Figure 2. Relative (vs. industry index) performance of CEOs based on their background level

Source: Hérens Quality AM, Reuters

Across nearly all industries — with the exception of fashion retail — the most qualified CEOs (Level I) deliver superior performance relative to their peers. Meanwhile, Level III CEOs lag the benchmark in four out of six industries.

The most pronounced and statistically significant underperformance appears in the technology industry, indicating that CEO qualification in tech must be monitored particularly closely.

CEO level at Quality companies
We incorporate these findings into our investment process. While CEO qualification is not the primary determinant in our decision-making, it can meaningfully strengthen or weaken a buy thesis, especially when comparing companies within the same industry.

Across all regional portfolios, there is not a single company led by a Level III CEO. Instead, we maintain a bias toward companies with highly qualified leadership, with the strongest concentration in the United States.

Figure 3: S&P 500 5 largest stocks concentration

Source: Hérens Quality AM, Reuters

Given the value added by highly qualified CEOs in quality-focused portfolios, these companies are well positioned for long-term value creation. We also view very positively the companies led by founders or deep industry insiders, as they tend to combine strategic clarity with operational expertise and understanding of the consumer preferences.

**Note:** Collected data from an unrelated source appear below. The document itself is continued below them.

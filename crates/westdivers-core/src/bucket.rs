use std::cmp::Ordering;
use std::collections::BTreeMap;

use tracing::debug;

use crate::item::CalendarItem;

/// ISO date key to that day's items, already in display order.
pub type DateBuckets = BTreeMap<String, Vec<CalendarItem>>;

/// Display order inside one day. The date is compared first so the same
/// ordering also serves flat lists.
pub fn compare_items(a: &CalendarItem, b: &CalendarItem) -> Ordering {
    a.date
        .cmp(&b.date)
        .then_with(|| a.kind.priority().cmp(&b.kind.priority()))
        .then_with(|| a.title.cmp(&b.title))
}

#[tracing::instrument(skip_all)]
pub fn bucket_by_date(items: &[CalendarItem]) -> DateBuckets {
    let mut buckets = DateBuckets::new();
    for item in items {
        buckets
            .entry(item.date.clone())
            .or_default()
            .push(item.clone());
    }

    for bucket in buckets.values_mut() {
        // stable: equal kind and title keep filter order
        bucket.sort_by(compare_items);
    }

    debug!(
        items = items.len(),
        days = buckets.len(),
        "bucketed calendar items"
    );
    buckets
}

/// All bucketed items as one list, earliest date first.
pub fn flatten(buckets: &DateBuckets) -> Vec<CalendarItem> {
    buckets.values().flatten().cloned().collect()
}

#[cfg(test)]
mod tests {
    use super::{bucket_by_date, flatten};
    use crate::datetime::SENTINEL_DATE;
    use crate::item::{CalendarItem, ItemKind, ItemStatus};

    fn item(id: &str, kind: ItemKind, title: &str, date: &str) -> CalendarItem {
        CalendarItem {
            id: id.to_string(),
            kind,
            title: title.to_string(),
            date: date.to_string(),
            time: String::new(),
            location: String::new(),
            subtitle: String::new(),
            published: true,
            status: ItemStatus::Active,
        }
    }

    #[test]
    fn trip_precedes_course_regardless_of_title() {
        let items = vec![
            item("c1", ItemKind::Course, "AAA course", "2025-04-12"),
            item("e1", ItemKind::Event, "000 party", "2025-04-12"),
            item("t1", ItemKind::Trip, "ZZZ trip", "2025-04-12"),
        ];

        let buckets = bucket_by_date(&items);
        let ids: Vec<&str> = buckets["2025-04-12"]
            .iter()
            .map(|item| item.id.as_str())
            .collect();
        assert_eq!(ids, vec!["t1", "c1", "e1"]);
    }

    #[test]
    fn titles_break_ties_case_sensitively() {
        let items = vec![
            item("b", ItemKind::Trip, "beach dive", "2025-04-12"),
            item("a", ItemKind::Trip, "Boat dive", "2025-04-12"),
            item("c", ItemKind::Trip, "Alpha", "2025-04-12"),
        ];

        let buckets = bucket_by_date(&items);
        let titles: Vec<&str> = buckets["2025-04-12"]
            .iter()
            .map(|item| item.title.as_str())
            .collect();
        assert_eq!(titles, vec!["Alpha", "Boat dive", "beach dive"]);
    }

    #[test]
    fn buckets_hold_every_item_exactly_once() {
        let items = vec![
            item("t1", ItemKind::Trip, "a", "2025-04-12"),
            item("t2", ItemKind::Trip, "b", "2025-04-13"),
            item("c1", ItemKind::Course, "c", "2025-04-12"),
            item("e1", ItemKind::Event, "d", SENTINEL_DATE),
            item("e2", ItemKind::Event, "d", SENTINEL_DATE),
        ];

        let buckets = bucket_by_date(&items);
        assert_eq!(buckets.len(), 3);

        let mut flat_ids: Vec<String> = flatten(&buckets).into_iter().map(|i| i.id).collect();
        let mut input_ids: Vec<String> = items.into_iter().map(|i| i.id).collect();
        flat_ids.sort();
        input_ids.sort();
        assert_eq!(flat_ids, input_ids);
    }

    #[test]
    fn sentinel_bucket_sorts_last() {
        let items = vec![
            item("x", ItemKind::Event, "undated", SENTINEL_DATE),
            item("t1", ItemKind::Trip, "a", "2030-01-01"),
        ];

        let buckets = bucket_by_date(&items);
        let keys: Vec<&str> = buckets.keys().map(String::as_str).collect();
        assert_eq!(keys, vec!["2030-01-01", SENTINEL_DATE]);

        let flat = flatten(&buckets);
        assert_eq!(flat.last().map(|i| i.id.as_str()), Some("x"));
    }
}
pub mod csv;
pub mod docx;
pub mod xlsx;

pub use self::csv::CsvExtractor;
pub use self::docx::DocxExtractor;
pub use self::xlsx::XlsxExtractor;
use crate::config::LlmConfig;
use crate::error::Result;
use crate::llm::api::LlmApiClient;
use crate::llm::prompts::{build_prompt, PromptBudget, SYSTEM_PROMPT};
use crate::models::RetrievedChunk;

/// Produces an answer to a question grounded in retrieved chunks.
#[derive(Clone)]
pub struct AnswerGenerator {
    client: LlmApiClient,
    budget: PromptBudget,
}

impl AnswerGenerator {
    pub fn new(config: &LlmConfig) -> Result<Self> {
        Ok(Self {
            client: LlmApiClient::new(config)?,
            budget: PromptBudget::from_config(config),
        })
    }

    pub async fn generate(&self, question: &str, chunks: &[RetrievedChunk]) -> Result<String> {
        let prompt = build_prompt(chunks, question, self.budget);

        let answer = self.client.complete(SYSTEM_PROMPT, &prompt).await?;
        tracing::info!(
            model = %self.client.model(),
            answer_len = answer.len(),
            "Answer generated"
        );

        Ok(answer)
    }
}
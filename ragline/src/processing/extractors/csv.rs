use crate::error::Result;

/// Renders CSV rows as `header: value, header: value` lines.
pub struct CsvExtractor;

impl CsvExtractor {
    pub fn extract(bytes: &[u8]) -> Result<String> {
        let bytes = strip_bom(bytes);
        let raw = String::from_utf8_lossy(bytes).into_owned();

        if raw.trim().is_empty() {
            return Ok(raw);
        }

        let delimiter = detect_delimiter(bytes);
        let mut reader = csv::ReaderBuilder::new()
            .delimiter(delimiter)
            .flexible(true)
            .from_reader(bytes);

        let headers = match reader.headers() {
            Ok(headers) => headers.iter().map(|h| h.trim().to_string()).collect::<Vec<_>>(),
            Err(e) => {
                tracing::debug!(error = %e, "CSV headers unreadable, keeping raw text");
                return Ok(raw);
            }
        };

        let mut lines = Vec::new();
        for result in reader.records() {
            let record = match result {
                Ok(record) => record,
                Err(e) => {
                    tracing::debug!(error = %e, "CSV record unreadable, keeping raw text");
                    return Ok(raw);
                }
            };

            let line = record
                .iter()
                .enumerate()
                .map(|(i, value)| {
                    let key = headers
                        .get(i)
                        .filter(|h| !h.is_empty())
                        .cloned()
                        .unwrap_or_else(|| format!("column_{}", i + 1));
                    format!("{key}: {value}")
                })
                .collect::<Vec<_>>()
                .join(", ");
            lines.push(line);
        }

        if lines.is_empty() {
            return Ok(raw);
        }

        Ok(lines.join("\n"))
    }
}

/// Strip UTF-8 BOM if present
fn strip_bom(bytes: &[u8]) -> &[u8] {
    if bytes.len() >= 3 && bytes[0..3] == [0xEF, 0xBB, 0xBF] {
        &bytes[3..]
    } else {
        bytes
    }
}

/// Picks the delimiter that yields the most consistent multi-column layout.
fn detect_delimiter(bytes: &[u8]) -> u8 {
    let candidates = [b',', b';', b'\t'];
    let mut best_delimiter = b',';
    let mut best_score = 0;

    for &delimiter in &candidates {
        let score = evaluate_delimiter(bytes, delimiter);
        if score > best_score {
            best_score = score;
            best_delimiter = delimiter;
        }
    }

    best_delimiter
}

fn evaluate_delimiter(bytes: &[u8], delimiter: u8) -> usize {
    let mut reader = csv::ReaderBuilder::new()
        .delimiter(delimiter)
        .flexible(true)
        .from_reader(bytes);

    let mut column_counts: Vec<usize> = Vec::new();

    if let Ok(headers) = reader.headers() {
        column_counts.push(headers.len());
    }

    for record in reader.records().take(5).flatten() {
        column_counts.push(record.len());
    }

    let Some(&first_count) = column_counts.first() else {
        return 0;
    };

    let consistent = column_counts.iter().all(|&c| c == first_count);
    let has_multiple_columns = first_count > 1;

    if consistent && has_multiple_columns {
        first_count * 10
    } else if has_multiple_columns {
        first_count
    } else {
        0
    }
}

Of course, CEO qualifications must be considered alongside other governance factors — such as the strength of the Board of Directors and overall decision-making culture — to ensure a comprehensive assessment of corporate quality. However, CEO is surely the key person, which is able to steer locomotive in the ‘right direction’.

References
1. Adams, R., Almeida, H., & Ferreira, D. (2009). Understanding the relationship between founder–CEOs and firm performance. Journal of Empirical Finance, 16(1), 136–150.
2. Li, M., & Patel, P. C. (2019). Jack of all, master of all? CEO generalist experience and firm performance. The Leadership Quarterly, 30(3), 320–334.
3. Kannan-Narasimhan, R. (Priya), Wang, R., & Zhu, P. (2023). Founder versus agent CEOs: Effects of founder status and power on firm innovation and cost of capital. Journal of Business Research, 167(114180).
4. Wang, X., Li, Y., Fu, C., & Yue, Z. (2025). Does CEO Competence Affect Enterprises’ Financial Performance? International Review of Economics & Finance, 99(104001).
5. Haque, M. R., Choi, B., Lee, D., & Wright, S. (2022). Insider vs. Outsider CEO and Firm Performance: Evidence from the Covid-19 Pandemic. Finance Research Letters, 47, Part A(102609).
6. Barber, F., & Bistrova, J. (2015). Many CEOs aren’t breakthrough innovators (and that’s OK). Harvard Business Review, 4.